> _PROBLEM DETAILS_: For the listing below, print exactly the lines from the line with "a superblock diagonalization." to the line with "broken CSR structure.", both included, and nothing beyond them.

> _RECORD EXTRACTS_:
※ ※ ※

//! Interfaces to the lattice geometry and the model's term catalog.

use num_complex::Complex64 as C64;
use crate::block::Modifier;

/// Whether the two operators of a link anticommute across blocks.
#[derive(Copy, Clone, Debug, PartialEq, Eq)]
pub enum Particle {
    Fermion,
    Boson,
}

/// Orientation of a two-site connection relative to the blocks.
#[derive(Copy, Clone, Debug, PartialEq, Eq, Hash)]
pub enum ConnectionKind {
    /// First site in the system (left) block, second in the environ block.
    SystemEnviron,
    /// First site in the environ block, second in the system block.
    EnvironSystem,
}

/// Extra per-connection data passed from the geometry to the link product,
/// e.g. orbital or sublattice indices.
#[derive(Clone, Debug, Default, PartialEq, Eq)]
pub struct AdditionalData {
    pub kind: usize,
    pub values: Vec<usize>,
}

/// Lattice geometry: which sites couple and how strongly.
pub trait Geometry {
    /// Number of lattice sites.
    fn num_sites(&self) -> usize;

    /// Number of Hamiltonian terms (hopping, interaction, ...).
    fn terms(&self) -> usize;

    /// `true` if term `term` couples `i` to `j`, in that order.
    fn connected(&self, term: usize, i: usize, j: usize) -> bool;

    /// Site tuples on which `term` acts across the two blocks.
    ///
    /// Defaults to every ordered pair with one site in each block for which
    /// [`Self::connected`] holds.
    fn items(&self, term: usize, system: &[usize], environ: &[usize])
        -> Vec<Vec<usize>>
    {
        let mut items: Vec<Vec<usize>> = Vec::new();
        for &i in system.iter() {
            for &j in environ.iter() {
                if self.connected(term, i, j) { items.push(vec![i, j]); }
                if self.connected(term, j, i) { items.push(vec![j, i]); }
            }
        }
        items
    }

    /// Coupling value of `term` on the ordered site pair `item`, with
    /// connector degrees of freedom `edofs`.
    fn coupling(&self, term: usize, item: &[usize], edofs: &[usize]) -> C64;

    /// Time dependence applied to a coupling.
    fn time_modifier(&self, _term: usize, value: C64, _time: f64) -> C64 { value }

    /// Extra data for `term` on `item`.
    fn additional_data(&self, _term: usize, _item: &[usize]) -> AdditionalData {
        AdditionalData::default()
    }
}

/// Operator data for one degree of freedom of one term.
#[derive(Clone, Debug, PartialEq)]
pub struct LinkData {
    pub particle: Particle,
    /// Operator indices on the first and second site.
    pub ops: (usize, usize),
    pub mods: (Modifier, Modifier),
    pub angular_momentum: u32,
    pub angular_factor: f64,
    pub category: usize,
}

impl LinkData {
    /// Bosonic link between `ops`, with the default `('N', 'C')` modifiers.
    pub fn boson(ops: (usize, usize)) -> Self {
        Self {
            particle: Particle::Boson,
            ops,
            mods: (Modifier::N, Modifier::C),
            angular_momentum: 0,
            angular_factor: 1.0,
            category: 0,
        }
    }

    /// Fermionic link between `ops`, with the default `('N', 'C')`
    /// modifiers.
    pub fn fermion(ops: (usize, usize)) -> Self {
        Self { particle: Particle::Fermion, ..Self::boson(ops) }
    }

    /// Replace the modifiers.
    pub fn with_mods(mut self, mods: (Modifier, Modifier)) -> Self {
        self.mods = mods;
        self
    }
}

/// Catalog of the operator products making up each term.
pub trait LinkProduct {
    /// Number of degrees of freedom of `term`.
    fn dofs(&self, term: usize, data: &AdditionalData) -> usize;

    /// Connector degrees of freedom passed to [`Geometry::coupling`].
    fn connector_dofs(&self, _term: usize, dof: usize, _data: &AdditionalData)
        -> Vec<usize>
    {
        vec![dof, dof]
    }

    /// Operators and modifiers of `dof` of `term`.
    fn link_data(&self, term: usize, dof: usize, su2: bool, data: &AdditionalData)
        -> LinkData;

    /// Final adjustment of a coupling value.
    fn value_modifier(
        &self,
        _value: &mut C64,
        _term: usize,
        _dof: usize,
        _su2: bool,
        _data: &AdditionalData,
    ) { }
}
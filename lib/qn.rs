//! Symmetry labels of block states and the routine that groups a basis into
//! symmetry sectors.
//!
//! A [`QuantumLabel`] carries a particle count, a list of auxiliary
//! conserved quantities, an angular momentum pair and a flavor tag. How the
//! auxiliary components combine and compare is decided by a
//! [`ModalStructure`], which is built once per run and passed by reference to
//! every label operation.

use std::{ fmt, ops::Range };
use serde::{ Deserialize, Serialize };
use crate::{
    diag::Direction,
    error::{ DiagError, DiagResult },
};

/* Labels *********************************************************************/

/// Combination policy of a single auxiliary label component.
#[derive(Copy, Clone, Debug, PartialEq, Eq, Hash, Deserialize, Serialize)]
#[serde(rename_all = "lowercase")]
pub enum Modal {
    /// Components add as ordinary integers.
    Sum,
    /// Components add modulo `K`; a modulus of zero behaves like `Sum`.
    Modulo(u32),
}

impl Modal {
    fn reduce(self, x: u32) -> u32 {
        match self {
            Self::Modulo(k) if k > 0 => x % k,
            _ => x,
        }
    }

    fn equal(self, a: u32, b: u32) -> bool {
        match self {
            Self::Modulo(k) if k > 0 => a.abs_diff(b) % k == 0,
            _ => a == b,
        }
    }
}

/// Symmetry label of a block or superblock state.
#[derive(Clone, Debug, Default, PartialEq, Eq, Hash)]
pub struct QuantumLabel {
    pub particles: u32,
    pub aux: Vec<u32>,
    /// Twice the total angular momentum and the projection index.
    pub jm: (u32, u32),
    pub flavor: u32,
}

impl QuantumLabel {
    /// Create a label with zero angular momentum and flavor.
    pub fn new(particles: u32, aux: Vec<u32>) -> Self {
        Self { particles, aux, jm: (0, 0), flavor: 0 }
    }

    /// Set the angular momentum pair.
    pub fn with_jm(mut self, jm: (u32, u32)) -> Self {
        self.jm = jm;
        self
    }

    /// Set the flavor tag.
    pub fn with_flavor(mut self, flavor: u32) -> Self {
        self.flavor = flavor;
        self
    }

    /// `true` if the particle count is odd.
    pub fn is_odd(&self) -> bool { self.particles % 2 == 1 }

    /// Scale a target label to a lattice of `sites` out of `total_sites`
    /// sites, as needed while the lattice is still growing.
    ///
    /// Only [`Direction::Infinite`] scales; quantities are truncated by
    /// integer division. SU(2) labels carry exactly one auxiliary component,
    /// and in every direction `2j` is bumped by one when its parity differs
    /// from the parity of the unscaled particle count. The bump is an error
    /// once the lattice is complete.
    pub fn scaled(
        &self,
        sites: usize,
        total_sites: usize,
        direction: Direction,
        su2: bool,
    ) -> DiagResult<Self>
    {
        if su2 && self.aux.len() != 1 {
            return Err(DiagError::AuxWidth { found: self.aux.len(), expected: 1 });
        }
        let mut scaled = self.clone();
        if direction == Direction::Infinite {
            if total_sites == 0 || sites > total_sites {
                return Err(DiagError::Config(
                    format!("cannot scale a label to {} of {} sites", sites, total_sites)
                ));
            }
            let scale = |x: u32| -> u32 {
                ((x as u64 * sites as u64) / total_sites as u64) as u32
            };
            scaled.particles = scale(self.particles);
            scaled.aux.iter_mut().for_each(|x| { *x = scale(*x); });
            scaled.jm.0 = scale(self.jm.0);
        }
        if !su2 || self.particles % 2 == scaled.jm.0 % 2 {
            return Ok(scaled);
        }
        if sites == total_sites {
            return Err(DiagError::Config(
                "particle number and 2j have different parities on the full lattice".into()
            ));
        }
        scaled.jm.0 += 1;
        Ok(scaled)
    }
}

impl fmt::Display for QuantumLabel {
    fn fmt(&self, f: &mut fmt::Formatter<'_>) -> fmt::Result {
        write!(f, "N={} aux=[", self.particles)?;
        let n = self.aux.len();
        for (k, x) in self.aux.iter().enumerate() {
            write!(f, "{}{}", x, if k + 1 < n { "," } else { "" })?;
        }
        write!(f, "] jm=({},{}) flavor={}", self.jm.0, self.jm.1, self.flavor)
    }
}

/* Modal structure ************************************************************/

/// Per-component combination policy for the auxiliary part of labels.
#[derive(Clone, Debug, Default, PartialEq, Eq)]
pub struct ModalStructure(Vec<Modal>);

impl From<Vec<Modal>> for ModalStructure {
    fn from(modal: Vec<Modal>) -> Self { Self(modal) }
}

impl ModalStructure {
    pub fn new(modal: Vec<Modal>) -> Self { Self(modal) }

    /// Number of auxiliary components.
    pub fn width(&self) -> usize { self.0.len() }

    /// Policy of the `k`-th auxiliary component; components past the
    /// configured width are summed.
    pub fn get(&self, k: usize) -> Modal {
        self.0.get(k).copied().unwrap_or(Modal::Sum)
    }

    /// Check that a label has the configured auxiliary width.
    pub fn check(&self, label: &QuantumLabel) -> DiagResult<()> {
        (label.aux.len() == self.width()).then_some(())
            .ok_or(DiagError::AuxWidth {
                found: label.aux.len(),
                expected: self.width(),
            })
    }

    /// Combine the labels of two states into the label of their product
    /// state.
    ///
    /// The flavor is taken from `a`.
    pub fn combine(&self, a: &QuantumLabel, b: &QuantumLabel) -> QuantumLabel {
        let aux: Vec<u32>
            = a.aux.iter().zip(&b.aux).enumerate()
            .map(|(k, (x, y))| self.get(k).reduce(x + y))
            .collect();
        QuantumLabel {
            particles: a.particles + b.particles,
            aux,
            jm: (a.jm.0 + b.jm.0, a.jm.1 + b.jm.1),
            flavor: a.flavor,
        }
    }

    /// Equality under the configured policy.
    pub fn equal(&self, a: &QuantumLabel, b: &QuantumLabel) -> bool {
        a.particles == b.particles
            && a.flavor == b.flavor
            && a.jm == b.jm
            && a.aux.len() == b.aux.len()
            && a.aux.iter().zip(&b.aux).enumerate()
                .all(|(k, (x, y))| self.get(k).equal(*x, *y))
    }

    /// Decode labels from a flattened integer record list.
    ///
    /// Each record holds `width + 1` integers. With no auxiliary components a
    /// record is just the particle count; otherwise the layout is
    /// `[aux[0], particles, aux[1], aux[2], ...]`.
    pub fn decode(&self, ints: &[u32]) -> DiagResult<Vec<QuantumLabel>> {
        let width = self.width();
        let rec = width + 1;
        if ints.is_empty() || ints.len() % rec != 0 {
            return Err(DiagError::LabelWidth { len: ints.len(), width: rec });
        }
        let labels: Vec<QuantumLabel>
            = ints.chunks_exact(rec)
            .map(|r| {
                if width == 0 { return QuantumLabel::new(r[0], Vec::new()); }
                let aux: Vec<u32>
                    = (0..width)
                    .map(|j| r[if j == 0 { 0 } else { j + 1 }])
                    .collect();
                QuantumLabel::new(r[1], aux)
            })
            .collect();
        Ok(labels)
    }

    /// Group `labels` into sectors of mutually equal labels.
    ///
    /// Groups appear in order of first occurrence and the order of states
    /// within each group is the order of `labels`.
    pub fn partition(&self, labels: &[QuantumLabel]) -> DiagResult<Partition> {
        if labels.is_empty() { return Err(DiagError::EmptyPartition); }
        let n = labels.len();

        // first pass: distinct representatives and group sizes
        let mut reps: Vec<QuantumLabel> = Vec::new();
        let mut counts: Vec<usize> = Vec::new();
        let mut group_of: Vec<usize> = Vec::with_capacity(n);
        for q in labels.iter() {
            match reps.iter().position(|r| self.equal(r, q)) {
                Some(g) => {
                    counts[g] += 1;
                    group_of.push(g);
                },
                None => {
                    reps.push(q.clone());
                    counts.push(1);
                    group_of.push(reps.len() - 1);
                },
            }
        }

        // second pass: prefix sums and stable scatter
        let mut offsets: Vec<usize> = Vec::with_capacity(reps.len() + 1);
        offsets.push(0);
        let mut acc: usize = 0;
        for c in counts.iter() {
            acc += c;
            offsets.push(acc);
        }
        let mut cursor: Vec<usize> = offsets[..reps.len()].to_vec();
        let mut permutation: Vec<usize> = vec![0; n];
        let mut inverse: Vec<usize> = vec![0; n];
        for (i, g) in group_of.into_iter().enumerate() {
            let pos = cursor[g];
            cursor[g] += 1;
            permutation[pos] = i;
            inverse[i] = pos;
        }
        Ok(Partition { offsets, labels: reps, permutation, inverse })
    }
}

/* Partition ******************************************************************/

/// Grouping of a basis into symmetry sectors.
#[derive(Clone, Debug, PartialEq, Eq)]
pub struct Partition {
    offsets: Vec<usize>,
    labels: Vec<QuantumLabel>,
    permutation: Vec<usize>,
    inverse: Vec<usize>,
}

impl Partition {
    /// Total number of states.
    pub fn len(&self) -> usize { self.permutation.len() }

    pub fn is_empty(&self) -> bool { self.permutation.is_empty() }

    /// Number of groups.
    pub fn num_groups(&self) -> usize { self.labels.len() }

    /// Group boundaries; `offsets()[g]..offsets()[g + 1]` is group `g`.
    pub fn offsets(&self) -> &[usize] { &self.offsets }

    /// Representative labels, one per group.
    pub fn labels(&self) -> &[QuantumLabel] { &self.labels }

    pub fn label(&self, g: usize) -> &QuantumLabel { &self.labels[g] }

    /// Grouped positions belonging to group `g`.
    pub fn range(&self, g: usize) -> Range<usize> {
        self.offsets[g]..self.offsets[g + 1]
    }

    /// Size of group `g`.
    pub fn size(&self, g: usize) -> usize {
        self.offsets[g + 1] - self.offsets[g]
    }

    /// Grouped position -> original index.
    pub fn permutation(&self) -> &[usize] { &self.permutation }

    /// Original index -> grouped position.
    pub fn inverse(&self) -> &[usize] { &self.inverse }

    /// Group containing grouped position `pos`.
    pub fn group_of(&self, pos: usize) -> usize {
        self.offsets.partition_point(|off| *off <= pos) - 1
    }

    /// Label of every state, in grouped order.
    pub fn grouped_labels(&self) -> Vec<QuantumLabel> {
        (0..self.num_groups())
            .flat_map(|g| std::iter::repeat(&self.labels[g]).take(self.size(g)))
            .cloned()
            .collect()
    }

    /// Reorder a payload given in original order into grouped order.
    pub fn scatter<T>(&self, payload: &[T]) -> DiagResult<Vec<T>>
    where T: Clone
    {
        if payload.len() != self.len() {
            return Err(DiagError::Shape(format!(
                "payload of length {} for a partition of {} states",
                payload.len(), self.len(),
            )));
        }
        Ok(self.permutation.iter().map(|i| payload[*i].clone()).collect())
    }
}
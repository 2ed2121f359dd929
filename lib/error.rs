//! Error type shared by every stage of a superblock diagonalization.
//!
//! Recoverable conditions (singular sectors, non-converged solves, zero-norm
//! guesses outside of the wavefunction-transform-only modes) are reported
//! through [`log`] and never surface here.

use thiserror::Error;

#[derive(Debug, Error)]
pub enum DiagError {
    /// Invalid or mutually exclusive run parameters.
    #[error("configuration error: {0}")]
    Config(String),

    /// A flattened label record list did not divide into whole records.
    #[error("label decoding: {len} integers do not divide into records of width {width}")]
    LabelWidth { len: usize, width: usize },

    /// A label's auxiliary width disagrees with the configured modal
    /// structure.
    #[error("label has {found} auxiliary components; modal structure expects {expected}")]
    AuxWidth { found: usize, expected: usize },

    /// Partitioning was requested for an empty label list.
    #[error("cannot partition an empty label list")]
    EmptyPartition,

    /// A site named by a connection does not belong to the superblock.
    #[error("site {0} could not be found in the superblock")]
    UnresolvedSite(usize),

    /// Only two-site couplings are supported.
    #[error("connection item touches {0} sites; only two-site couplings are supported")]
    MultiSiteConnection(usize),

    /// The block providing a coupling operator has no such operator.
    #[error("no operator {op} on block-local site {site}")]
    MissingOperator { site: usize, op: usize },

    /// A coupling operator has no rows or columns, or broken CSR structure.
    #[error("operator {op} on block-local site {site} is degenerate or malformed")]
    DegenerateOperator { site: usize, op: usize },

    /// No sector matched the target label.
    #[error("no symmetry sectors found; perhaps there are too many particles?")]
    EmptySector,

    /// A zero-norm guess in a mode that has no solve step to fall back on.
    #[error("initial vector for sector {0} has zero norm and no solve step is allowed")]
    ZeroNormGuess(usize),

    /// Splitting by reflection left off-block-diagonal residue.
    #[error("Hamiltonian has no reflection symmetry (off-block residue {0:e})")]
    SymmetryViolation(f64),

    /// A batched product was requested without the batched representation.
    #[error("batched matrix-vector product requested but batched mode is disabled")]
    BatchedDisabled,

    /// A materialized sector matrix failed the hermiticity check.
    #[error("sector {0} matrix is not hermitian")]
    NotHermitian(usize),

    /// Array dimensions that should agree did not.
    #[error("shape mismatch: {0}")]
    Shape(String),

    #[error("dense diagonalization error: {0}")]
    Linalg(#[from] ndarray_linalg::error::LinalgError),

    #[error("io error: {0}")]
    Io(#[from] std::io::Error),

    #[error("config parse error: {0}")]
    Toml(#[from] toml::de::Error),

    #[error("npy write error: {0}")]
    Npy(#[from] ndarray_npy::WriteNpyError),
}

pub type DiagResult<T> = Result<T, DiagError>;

※ ※ ※

> _EXERCISE SOLUTION_:
//! Error type shared by every stage of a superblock diagonalization.
//!
//! Recoverable conditions (singular sectors, non-converged solves, zero-norm
//! guesses outside of the wavefunction-transform-only modes) are reported
//! through [`log`] and never surface here.

use thiserror::Error;

#[derive(Debug, Error)]
pub enum DiagError {
    /// Invalid or mutually exclusive run parameters.
    #[error("configuration error: {0}")]
    Config(String),

    /// A flattened label record list did not divide into whole records.
    #[error("label decoding: {len} integers do not divide into records of width {width}")]
    LabelWidth { len: usize, width: usize },

    /// A label's auxiliary width disagrees with the configured modal
    /// structure.
    #[error("label has {found} auxiliary components; modal structure expects {expected}")]
    AuxWidth { found: usize, expected: usize },

    /// Partitioning was requested for an empty label list.
    #[error("cannot partition an empty label list")]
    EmptyPartition,

    /// A site named by a connection does not belong to the superblock.
    #[error("site {0} could not be found in the superblock")]
    UnresolvedSite(usize),

    /// Only two-site couplings are supported.
    #[error("connection item touches {0} sites; only two-site couplings are supported")]
    MultiSiteConnection(usize),

    /// The block providing a coupling operator has no such operator.
    #[error("no operator {op} on block-local site {site}")]
    MissingOperator { site: usize, op: usize },

    /// A coupling operator has no rows or columns, or broken CSR structure.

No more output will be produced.